Digital Display Requirements

a. Full-color P1, P2, or P3 LED panel wall meeting the minimum display dimensions.

b. A required viewing distance restriction is based on Pixel Pitch’s optimal viewing distance and total available exhibition space 2x that of the optimal viewing distance. The optimal viewing distance is typically 2-3 times the pixel pitch number in meters. 

  1. P1 = 2-3 Meters
  2. P2 = 4-6 Meters 
  3. P3 = 6-9 Meters

c. Displaced Anger should be exhibited in pairs, two displays per wall, centered, half a width of separation between pieces. This format represents the two forms (trait anger and state anger) and expressions (anger-in and anger-out) to be contemplated by the audience while viewing. 

Ex. an exhibition space with two walls requires four Displaced Anger pieces total, with two displays on each wall.

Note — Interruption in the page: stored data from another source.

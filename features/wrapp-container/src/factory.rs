use std::sync::Arc;

use futures::{future::BoxFuture, stream::FuturesUnordered, FutureExt, StreamExt};

use crate::{
    container::ContainerInner,
    errors::ResolveError,
    parser::{dependent_modules, Dependency, ModuleMap},
    registry::ComponentDefinition,
    types::{Args, Component, Fields, Instance, Value},
};

impl ContainerInner {
    /// Resolves every id into a fully injected value.
    ///
    /// The result matches `ids` positionally, duplicates included. Unregistered ids are only
    /// warned about and resolve to [Value::Missing].
    pub(crate) fn get_components(
        self: &Arc<Self>,
        ids: Vec<String>,
    ) -> BoxFuture<'static, Result<Vec<Value>, ResolveError>> {
        let this = Arc::clone(self);
        async move {
            if ids.is_empty() {
                return Ok(Vec::new());
            }

            let (definitions, modules) = this.with_registry(|registry| {
                let mut modules = ModuleMap::default();
                let definitions = ids
                    .iter()
                    .map(|id| {
                        let definition = registry.get(id);
                        match &definition {
                            Some(definition) => {
                                modules.add_unbound(definition);
                                dependent_modules(registry, &mut modules, &definition.arg_deps);
                            }
                            None => tracing::warn!("Requested '{id}', but it is not registered"),
                        }
                        definition
                    })
                    .collect::<Vec<_>>();
                (definitions, modules)
            })?;

            this.load(modules).await?;

            // Start every pipeline, results are put back into their request position
            let mut slots = vec![Value::Missing; ids.len()];
            let mut pipelines = definitions
                .into_iter()
                .enumerate()
                .filter_map(|(index, definition)| {
                    let this = Arc::clone(&this);
                    definition.map(|definition| async move {
                        (index, this.create_instance(definition).await)
                    })
                })
                .collect::<FuturesUnordered<_>>();

            let pipeline_count = pipelines.len();
            while let Some((index, result)) = pipelines.next().await {
                slots[index] = Value::Instance(result?);
                tracing::trace!(
                    "Resolved '{}' [{} of {pipeline_count} left]",
                    ids[index],
                    pipelines.len()
                );
            }

            Ok(slots)
        }
        .boxed()
    }

    /// Constructs a new instance and injects its properties
    pub(crate) async fn build(
        self: &Arc<Self>,
        definition: &Arc<ComponentDefinition>,
    ) -> Result<Instance, ResolveError> {
        let creator = definition.creator()?;

        let resolved = self.get_components(definition.arg_deps.clone()).await?;
        let args = substitute(&definition.args, resolved);

        let mut object = creator
            .invoke(Args::new(args))
            .map_err(|error| ResolveError::CreatorFailed {
                id: definition.id.clone(),
                error: Arc::new(error),
            })?;

        let mut fields = Fields::new();
        self.inject(definition, object.as_mut(), &mut fields).await?;

        tracing::debug!("Created '{}'", definition.id);
        Ok(Instance::new(&definition.id, Arc::from(object), fields))
    }

    /// Injects declared properties and, for `auto` components, setter dependencies.
    ///
    /// Both sets of dependencies are loaded with one loader call and requested concurrently.
    async fn inject(
        self: &Arc<Self>,
        definition: &Arc<ComponentDefinition>,
        object: &mut dyn Component,
        fields: &mut Fields,
    ) -> Result<(), ResolveError> {
        let setter_deps = match definition.auto {
            true => {
                let object = &*object;
                self.with_registry(|registry| definition.setter_deps(object, registry).to_vec())?
            }
            false => Vec::new(),
        };
        if definition.properties.is_empty() && setter_deps.is_empty() {
            return Ok(());
        }

        let modules = self.with_registry(|registry| {
            let mut modules = ModuleMap::default();
            dependent_modules(registry, &mut modules, &definition.prop_deps);
            dependent_modules(registry, &mut modules, &setter_deps);
            modules
        })?;
        self.load(modules).await?;

        let (properties, setters) = futures::try_join!(
            self.get_components(definition.prop_deps.clone()),
            self.get_components(setter_deps.clone())
        )?;

        let declared = definition
            .properties
            .keys()
            .zip(substitute(definition.properties.values(), properties));
        for (key, value) in declared {
            set_property(object, fields, key, value);
        }
        for (key, value) in setter_deps.iter().zip(setters) {
            set_property(object, fields, key, value);
        }

        Ok(())
    }
}

/// Replaces every reference with the next resolved value, literals are kept as declared
fn substitute<'a>(
    declared: impl IntoIterator<Item = &'a Dependency>,
    resolved: Vec<Value>,
) -> Vec<Value> {
    let mut resolved = resolved.into_iter();
    declared
        .into_iter()
        .map(|dependency| match dependency {
            Dependency::Literal(literal) => Value::Literal(literal.clone()),
            Dependency::Reference(_) => resolved.next().unwrap_or_default(),
        })
        .collect()
}

/// Injects `value` under `key`.
///
/// Uses the component's setter if it has one for `key`, otherwise the value lands in the
/// instance's field slots.
pub fn set_property(object: &mut dyn Component, fields: &mut Fields, key: &str, value: Value) {
    if object.setters().iter().any(|setter| *setter == key) {
        tracing::trace!("Injecting '{key}' through {}", setter_name(key));
        object.set(key, value);
    } else {
        tracing::trace!("Injecting '{key}' as field");
        fields.insert(key.to_string(), value);
    }
}

/// `name` -> `setName`
pub fn setter_name(key: &str) -> String {
    let mut chars = key.chars();
    match chars.next() {
        Some(first) => format!("set{}{}", first.to_uppercase(), chars.as_str()),
        None => "set".to_string(),
    }
}

#[cfg(test)]
mod tests {
    use serde_json::json;

    use super::*;

    #[derive(Default)]
    struct Named {
        name: Option<String>,
    }
    impl Component for Named {
        fn setters(&self) -> &[&'static str] {
            &["name"]
        }

        fn set(&mut self, key: &str, value: Value) {
            if key == "name" {
                self.name = value.as_str().map(str::to_string);
            }
        }
    }

    #[test]
    fn setter_receives_value_and_field_stays_empty() {
        let mut named = Named::default();
        let mut fields = Fields::new();

        set_property(&mut named, &mut fields, "name", json!("db").into());

        assert_eq!(named.name.as_deref(), Some("db"));
        assert!(!fields.contains_key("name"));
    }

    #[test]
    fn without_setter_the_field_is_assigned() {
        let mut named = Named::default();
        let mut fields = Fields::new();

        set_property(&mut named, &mut fields, "port", json!(5432).into());

        assert!(named.name.is_none());
        assert_eq!(fields["port"].as_literal(), Some(&json!(5432)));
    }

    #[test]
    fn setter_names() {
        assert_eq!(setter_name("name"), "setName");
        assert_eq!(setter_name("dbPool"), "setDbPool");
        assert_eq!(setter_name(""), "set");
    }

    #[test]
    fn substitutes_references_in_order() {
        let declared = [
            Dependency::Reference("a".into()),
            Dependency::Literal(json!("x")),
            Dependency::Reference("b".into()),
        ];
        let resolved: Vec<Value> = vec![json!(1).into(), json!(2).into()];

        let values = substitute(&declared, resolved);

        assert_eq!(values[0].as_literal(), Some(&json!(1)));
        assert_eq!(values[1].as_str(), Some("x"));
        assert_eq!(values[2].as_literal(), Some(&json!(2)));
    }
}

With P1 displays, a viewing distance restriction of 2-3 meters from each display and a minimum total exhibition space of 4-6 square meters. 

d. Displaced Anger should be displayed solo and not share a wall with any other art. 

e. Horizontal Display: 16:9 aspect ratio acceptable only for display sizes at or above 975.4cm : 548.6cm

f. Display Stretch Max 2.5% from full resolution. 

Physical Display Requirements

a. Full color, large format printing at 900DPI at the minimum display dimensions 

b. Printed on recycled materials using non-toxic inks with a semi-gloss finish

c. Printed Stills from Displaced Anger should be exhibited in collections of four or more with 12-24 centimeters separating pieces. 

d. Displaced Anger should be displayed solo and not share a wall with any other art.